My claim is fundamentalism is not the problem.  The problem is people interpreting the teachings of a religion to suit their interests.  Another side of the problem is the followers ignorance of the "fundamentals".  It is easy to manipulate those people and take advantage of them, all in the name of religion.

(btw, i mention the word churches meaning any religious institution and not necessarily christian ones)
Respects to all!


----------



## Kacey (May 20, 2006)

I agree somewhat with Mantis, and disagree somewhat... *every *religious institution believes it knows the truth that is somehow withheld from others - without that belief, why would there be differences?  If you start with the truty, then your followers have no reason to leave - but history is full of religious schisms caused by a difference of belief between the leaders of a particular sect and its followers.  Where I have difficult is with those who believe that anyone who does not share those beliefs is, as Swordlady said, damned to eternal perdition, or some similarly horrible fate.  Being Jewish, this particular potential has been expressed to me more than, perhaps, members of most Christian demoninations in the US have seen - because I do not believe in Christ as the Messiah, according to many people, I am just screwed, with no hope of anything but perpetual Hell for all eternity... for a difference in belief.  I find that wrong, and I have difficulty with any religion (or other belief system) that says that anyone who disagrees is wrong and will suffer eternally for it.


----------



## OnlyAnEgg (May 20, 2006)

I belong to Church of God (Cleveland), a pentecostal church and what has struck me is the pastor's belief that all Christian churches are good; we're just different.
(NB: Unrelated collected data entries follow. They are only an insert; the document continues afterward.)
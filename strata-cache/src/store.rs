//! Store trait definition.

use crate::error::CacheResult;
use crate::options::{InvalidateOptions, Options};
use async_trait::async_trait;
use std::time::Duration;

/// Store trait implemented once per backend.
///
/// A store owns the tag index of the data it holds: tagged writes extend the
/// index with the backend's own primitives, and [`Store::invalidate`] resolves
/// and clears it (see [`crate::tags`]).
#[async_trait]
pub trait Store<V>: Send + Sync
where
    V: Send + Sync + 'static,
{
    /// Get a value from the store.
    ///
    /// Returns [`CacheError::NotFound`](crate::CacheError::NotFound) when the
    /// key is absent or expired.
    async fn get(&self, key: &str) -> CacheResult<V>;

    /// Get a value together with its remaining time-to-live.
    ///
    /// The TTL is `None` when the entry never expires.
    async fn get_with_ttl(&self, key: &str) -> CacheResult<(V, Option<Duration>)>;

    /// Set a value.
    ///
    /// # Arguments
    ///
    /// * `key` - The cache key
    /// * `value` - The value
    /// * `options` - Expiration, tags and backend extensions
    ///
    /// Tag index maintenance is best-effort: a failure there is logged and
    /// does not fail the write.
    async fn set(&self, key: &str, value: V, options: &Options) -> CacheResult<()>;

    /// Delete a key from the store.
    ///
    /// Tag memberships of the key are left in place.
    async fn delete(&self, key: &str) -> CacheResult<()>;

    /// Delete every entry indexed under any of the given tags, then the tag
    /// index entries themselves.
    async fn invalidate(&self, options: &InvalidateOptions) -> CacheResult<()>;

    /// Clear all keys from the store.
    ///
    /// **Warning:** This operation may be destructive and affect all keys.
    async fn clear(&self) -> CacheResult<()>;

    /// Stable identifier of the backend (`"memory"`, `"redis"`, ...).
    fn store_type(&self) -> &'static str;
}
#[cfg(test)]
mod tests {
    use super::*;

    fn store() -> MemoryStore<String> {
        MemoryStore::new(CacheConfig::memory())
    }

    #[tokio::test]
    async fn test_set_get_delete() {
        let store = store();

        store
            .set("key", "value".to_string(), &Options::default())
            .await
            .unwrap();
        assert_eq!(store.get("key").await.unwrap(), "value");

        store.delete("key").await.unwrap();
        assert!(store.get("key").await.unwrap_err().is_not_found());
    }

    #[tokio::test]
    async fn test_get_with_ttl() {
        let store = store();

        store
            .set(
                "short",
                "v".to_string(),
                &Options::new().with_expiration(Duration::from_secs(60)),
            )
            .await
            .unwrap();
        store
            .set("forever", "v".to_string(), &Options::default())
            .await
            .unwrap();

        let (_, ttl) = store.get_with_ttl("short").await.unwrap();
        let ttl = ttl.unwrap();
        assert!(ttl <= Duration::from_secs(60));
        assert!(ttl > Duration::from_secs(55));

        let (_, ttl) = store.get_with_ttl("forever").await.unwrap();
        assert!(ttl.is_none());
    }

    #[tokio::test]
    async fn test_default_ttl_applies() {
        let store: MemoryStore<String> =
            MemoryStore::new(CacheConfig::memory().with_default_ttl(Duration::from_secs(30)));

        store
            .set("key", "v".to_string(), &Options::default())
            .await
            .unwrap();

        let (_, ttl) = store.get_with_ttl("key").await.unwrap();
        assert!(ttl.unwrap() <= Duration::from_secs(30));
    }

    #[tokio::test]
    async fn test_entry_expires() {
        let store = store();

        store
            .set(
                "key",
                "v".to_string(),
                &Options::new().with_expiration(Duration::from_millis(50)),
            )
            .await
            .unwrap();

        tokio::time::sleep(Duration::from_millis(200)).await;
        assert!(store.get("key").await.unwrap_err().is_not_found());
    }

    #[tokio::test]
    async fn test_zero_expiration_never_expires() {
        let store: MemoryStore<String> =
            MemoryStore::new(CacheConfig::memory().with_default_ttl(Duration::from_millis(50)));

        store
            .set(
                "key",
                "v".to_string(),
                &Options::new().with_expiration(Duration::ZERO),
            )
            .await
            .unwrap();

        tokio::time::sleep(Duration::from_millis(200)).await;
        let (value, ttl) = store.get_with_ttl("key").await.unwrap();
        assert_eq!(value, "v");
        assert!(ttl.is_none());
    }

    #[tokio::test]
    async fn test_cost_counts_against_capacity() {
        let store: MemoryStore<String> =
            MemoryStore::new(CacheConfig::memory().with_max_capacity(10));
        let heavy = Options::new().with_cost(6).with_synchronous(true);

        store.set("a", "v".to_string(), &heavy).await.unwrap();
        store.set("b", "v".to_string(), &heavy).await.unwrap();
        store.run_pending_tasks().await;

        let present = [store.get("a").await, store.get("b").await]
            .iter()
            .filter(|result| result.is_ok())
            .count();
        assert_eq!(present, 1);
        assert!(store.cache.weighted_size() <= 10);
    }

    #[tokio::test]
    async fn test_entry_heavier_than_capacity_is_rejected() {
        let store: MemoryStore<String> =
            MemoryStore::new(CacheConfig::memory().with_max_capacity(10));

        let result = store
            .set(
                "big",
                "v".to_string(),
                &Options::new().with_cost(50).with_synchronous(true),
            )
            .await;
        assert!(matches!(result, Err(CacheError::Rejected(_))));
        assert!(store.get("big").await.unwrap_err().is_not_found());

        // At capacity is still admitted
        store
            .set(
                "fits",
                "v".to_string(),
                &Options::new().with_cost(10).with_synchronous(true),
            )
            .await
            .unwrap();
        assert_eq!(store.get("fits").await.unwrap(), "v");
    }

    #[tokio::test]
    async fn test_tag_entry_ttl_default_and_override() {
        let store = store();

        store
            .set("k", "v".to_string(), &Options::new().with_tags(["default"]))
            .await
            .unwrap();
        store
            .set(
                "k",
                "v".to_string(),
                &Options::new()
                    .with_tags(["custom"])
                    .with_tags_ttl(Duration::from_secs(60)),
            )
            .await
            .unwrap();

        let tag_ttl = |slot: Option<Slot<String>>| match slot {
            Some(Slot::Tag { ttl, .. }) => Some(ttl),
            _ => None,
        };
        assert_eq!(
            tag_ttl(store.cache.get("gocache_tag_default").await),
            Some(tags::DEFAULT_TAG_TTL)
        );
        assert_eq!(
            tag_ttl(store.cache.get("gocache_tag_custom").await),
            Some(Duration::from_secs(60))
        );
    }

    #[tokio::test]
    async fn test_tag_entry_expires_independently() {
        let store = store();

        store
            .set(
                "k",
                "v".to_string(),
                &Options::new()
                    .with_tags(["short"])
                    .with_tags_ttl(Duration::from_millis(50)),
            )
            .await
            .unwrap();
        assert_eq!(store.members("gocache_tag_short").await.unwrap(), vec!["k"]);

        tokio::time::sleep(Duration::from_millis(200)).await;
        assert!(store.members("gocache_tag_short").await.unwrap().is_empty());
        assert_eq!(store.get("k").await.unwrap(), "v");
    }

    #[tokio::test]
    async fn test_tag_invalidation() {
        let store = store();
        let tagged = Options::new().with_tags(["a", "b"]);

        store.set("k1", "v1".to_string(), &tagged).await.unwrap();
        store
            .set("k2", "v2".to_string(), &Options::new().with_tags(["a"]))
            .await
            .unwrap();
        store
            .set("k3", "v3".to_string(), &Options::default())
            .await
            .unwrap();

        assert_eq!(
            store.members("gocache_tag_a").await.unwrap(),
            vec!["k1".to_string(), "k2".to_string()]
        );

        store
            .invalidate(&InvalidateOptions::tags(["a"]))
            .await
            .unwrap();

        assert!(store.get("k1").await.unwrap_err().is_not_found());
        assert!(store.get("k2").await.unwrap_err().is_not_found());
        assert_eq!(store.get("k3").await.unwrap(), "v3");
        assert!(store.members("gocache_tag_a").await.unwrap().is_empty());

        // "b" still lists k1, which is already gone
        assert_eq!(store.members("gocache_tag_b").await.unwrap(), vec!["k1"]);
        store
            .invalidate(&InvalidateOptions::tags(["b"]))
            .await
            .unwrap();
    }

    #[tokio::test]
    async fn test_tag_index_is_not_readable_as_value() {
        let store = store();
        store
            .set("k", "v".to_string(), &Options::new().with_tags(["t"]))
            .await
            .unwrap();

        assert!(store.get("gocache_tag_t").await.unwrap_err().is_not_found());
    }

    #[tokio::test]
    async fn test_concurrent_tagged_writes_keep_all_members() {
        let store = store();

        let writes = (0..50).map(|i| {
            let store = store.clone();
            tokio::spawn(async move {
                store
                    .set(
                        &format!("key:{}", i),
                        "v".to_string(),
                        &Options::new().with_tags(["shared"]),
                    )
                    .await
            })
        });
        for result in futures::future::join_all(writes).await {
            result.unwrap().unwrap();
        }

        assert_eq!(store.members("gocache_tag_shared").await.unwrap().len(), 50);
    }

    #[tokio::test]
    async fn test_key_prefix() {
        let store: MemoryStore<String> =
            MemoryStore::new(CacheConfig::memory().with_key_prefix("app"));

        store
            .set("k", "v".to_string(), &Options::new().with_tags(["t"]))
            .await
            .unwrap();

        assert_eq!(store.members("app:gocache_tag_t").await.unwrap(), vec!["app:k"]);

        store
            .invalidate(&InvalidateOptions::tags(["t"]))
            .await
            .unwrap();
        assert!(store.get("k").await.unwrap_err().is_not_found());
    }

    #[tokio::test]
    async fn test_clear() {
        let store = store();
        store
            .set("k1", "v".to_string(), &Options::new().with_synchronous(true))
            .await
            .unwrap();
        store
            .set("k2", "v".to_string(), &Options::default())
            .await
            .unwrap();

        store.clear().await.unwrap();

        assert!(store.get("k1").await.unwrap_err().is_not_found());
        assert!(store.get("k2").await.unwrap_err().is_not_found());
        assert_eq!(store.entry_count(), 0);
    }

    #[tokio::test]
    async fn test_watch_reports_deletes() {
        let store: MemoryStore<String> = MemoryStore::with_watch(CacheConfig::memory());
        let (tx, mut rx) = mpsc::unbounded_channel();
        store.watcher().unwrap().on_event(move |event| {
            let _ = tx.send(event.clone());
        });

        store
            .set("k", "v".to_string(), &Options::default())
            .await
            .unwrap();
        store.delete("k").await.unwrap();

        let event = tokio::time::timeout(Duration::from_secs(1), rx.recv())
            .await
            .unwrap()
            .unwrap();
        assert_eq!(event, StoreEvent::new("k", EventKind::Deleted));

        store.shutdown().await;
        assert!(!store.watcher().unwrap().is_running());
    }

    #[tokio::test]
    async fn test_watch_reports_caller_keys() {
        let store: MemoryStore<String> =
            MemoryStore::with_watch(CacheConfig::memory().with_key_prefix("app"));
        let (tx, mut rx) = mpsc::unbounded_channel();
        store.watcher().unwrap().on_event(move |event| {
            let _ = tx.send(event.clone());
        });

        store
            .set("k", "v".to_string(), &Options::new().with_tags(["t"]))
            .await
            .unwrap();
        store
            .invalidate(&InvalidateOptions::tags(["t"]))
            .await
            .unwrap();

        let event = tokio::time::timeout(Duration::from_secs(1), rx.recv())
            .await
            .unwrap()
            .unwrap();
        assert_eq!(event, StoreEvent::new("k", EventKind::Deleted));

        store.shutdown().await;
    }

    #[test]
    fn test_store_type() {
        assert_eq!(store().store_type(), "memory");
    }
}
Pastor, himself, is fundemental and the church doctrine is also fundemental, believing in the accuracy of the bible, word for word.  As for me, my faith is not quite that specific.  My bible-beating moments are limited to describing what Christ and/or God have done in my life and not spouting dogma.

As for my way is the right way...well, that's even farther from the church (really, I go for the music).  It seems to me that creatures in a finite existance cannot, by nature, define a creature living an infinite existance; therefor, I think everyone's perception of Diety is going to be wrong to some extent.  Conversely, they are all right, to some extent, too.  I just decided to go with what I felt true in my life and Christianity, both in church and in day-to-day, satisfies my search.


----------



## Phadrus00 (May 20, 2006)

mantis,

I see the point you are trying to make but I think there is a very distinct difference in how "the fundamentals" are interpreted by a "fundamentalist" religious sect.  Here is a litle blurb from Wikipedia (The whole article is here  ):



			
				Wikipedia said:
			
		

> "Fundamentalist" describes a movement to return to what is considered the defining or founding principles of the religion. It has especially come to refer to any religious enclave that intentionally resists identification with the larger religious group in which it originally arose, on the basis that fundamental principles upon which the larger religious group is supposedly founded have become corrupt or displaced by alternative principles hostile to its identity.
> This formation of a separate identity is deemed necessary on account of a perception that the religious community has surrendered its ability to define itself in religious terms. The "fundamentals" of the religion have been jettisoned by neglect, lost through compromise and inattention, so that the general religious community's explanation of itself appears to the separatist to be in terms that are completely alien and fundamentally hostile to the religion itself. Fundamentalist movements are therefore founded upon the same religious principles as the larger group, but the fundamentalists more self-consciously attempt to build an entire approach to the modern world based on strict fidelity to those principles, to preserve a distinctness both of doctrine and of life.


 
The essential point is that they have decided to interpret the entire world through the lens of their religious doctrine which causes some rather dangerous and extreme views of things like the denial of evolution or the suppresion of gay rights.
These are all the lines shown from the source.